◆ **Task to carry out**
Beginning with the line where "a recorded investment." occurs, set down each line of the records through the final one, exactly and without additions.

◆ **Extracted material**
________________________

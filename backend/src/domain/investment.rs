//! Append-only investment ledger entries.

use std::fmt;

use chrono::{DateTime, Utc};
use serde::{Deserialize, Serialize};
use uuid::Uuid;

use super::listing::ListingId;
use super::user::{Email, UserId};

/// Identifier of a recorded investment.
#[derive(Debug, Clone, Copy, PartialEq, Eq, Hash, Serialize, Deserialize)]
#[serde(transparent)]
pub struct InvestmentId(Uuid);

impl InvestmentId {
    pub fn random() -> Self {
        Self(Uuid::new_v4())
    }

    pub fn from_uuid(id: Uuid) -> Self {
        Self(id)
    }

    pub fn as_uuid(&self) -> &Uuid {
        &self.0
    }
}

impl fmt::Display for InvestmentId {
    fn fmt(&self, f: &mut fmt::Formatter<'_>) -> fmt::Result {
        self.0.fmt(f)
    }
}

/// Immutable record of an investor committing capital to a listing.
#[derive(Debug, Clone, PartialEq, Eq)]
pub struct Investment {
    pub id: InvestmentId,
    pub listing_id: ListingId,
    pub user_id: UserId,
    pub user_email: Email,
    pub amount: u64,
    pub date: DateTime<Utc>,
}

/// Selection applied when reading the ledger.
#[derive(Debug, Clone, PartialEq, Eq)]
pub enum InvestmentFilter {
    All,
    ByUser(UserId),
    ByListing(ListingId),
}

impl InvestmentFilter {
    /// Return `true` when `investment` falls inside this selection.
    pub fn matches(&self, investment: &Investment) -> bool {
        match self {
            Self::All => true,
            Self::ByUser(user_id) => investment.user_id == *user_id,
            Self::ByListing(listing_id) => investment.listing_id == *listing_id,
        }
    }
}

________________________

◆ **Result for this task**
/// Identifier of a recorded investment.
#[derive(Debug, Clone, Copy, PartialEq, Eq, Hash, Serialize, Deserialize)]
#[serde(transparent)]
pub struct InvestmentId(Uuid);

impl InvestmentId {
    pub fn random() -> Self {
        Self(Uuid::new_v4())
    }

    pub fn from_uuid(id: Uuid) -> Self {
        Self(id)
    }

    pub fn as_uuid(&self) -> &Uuid {
        &self.0
    }
}

impl fmt::Display for InvestmentId {
    fn fmt(&self, f: &mut fmt::Formatter<'_>) -> fmt::Result {
        self.0.fmt(f)
    }
}

/// Immutable record of an investor committing capital to a listing.
#[derive(Debug, Clone, PartialEq, Eq)]
pub struct Investment {
    pub id: InvestmentId,
    pub listing_id: ListingId,
    pub user_id: UserId,
    pub user_email: Email,
    pub amount: u64,
    pub date: DateTime<Utc>,
}

/// Selection applied when reading the ledger.
#[derive(Debug, Clone, PartialEq, Eq)]
pub enum InvestmentFilter {
    All,
    ByUser(UserId),
    ByListing(ListingId),
}

impl InvestmentFilter {
    /// Return `true` when `investment` falls inside this selection.
    pub fn matches(&self, investment: &Investment) -> bool {
        match self {
            Self::All => true,
            Self::ByUser(user_id) => investment.user_id == *user_id,
            Self::ByListing(listing_id) => investment.listing_id == *listing_id,
        }
    }
}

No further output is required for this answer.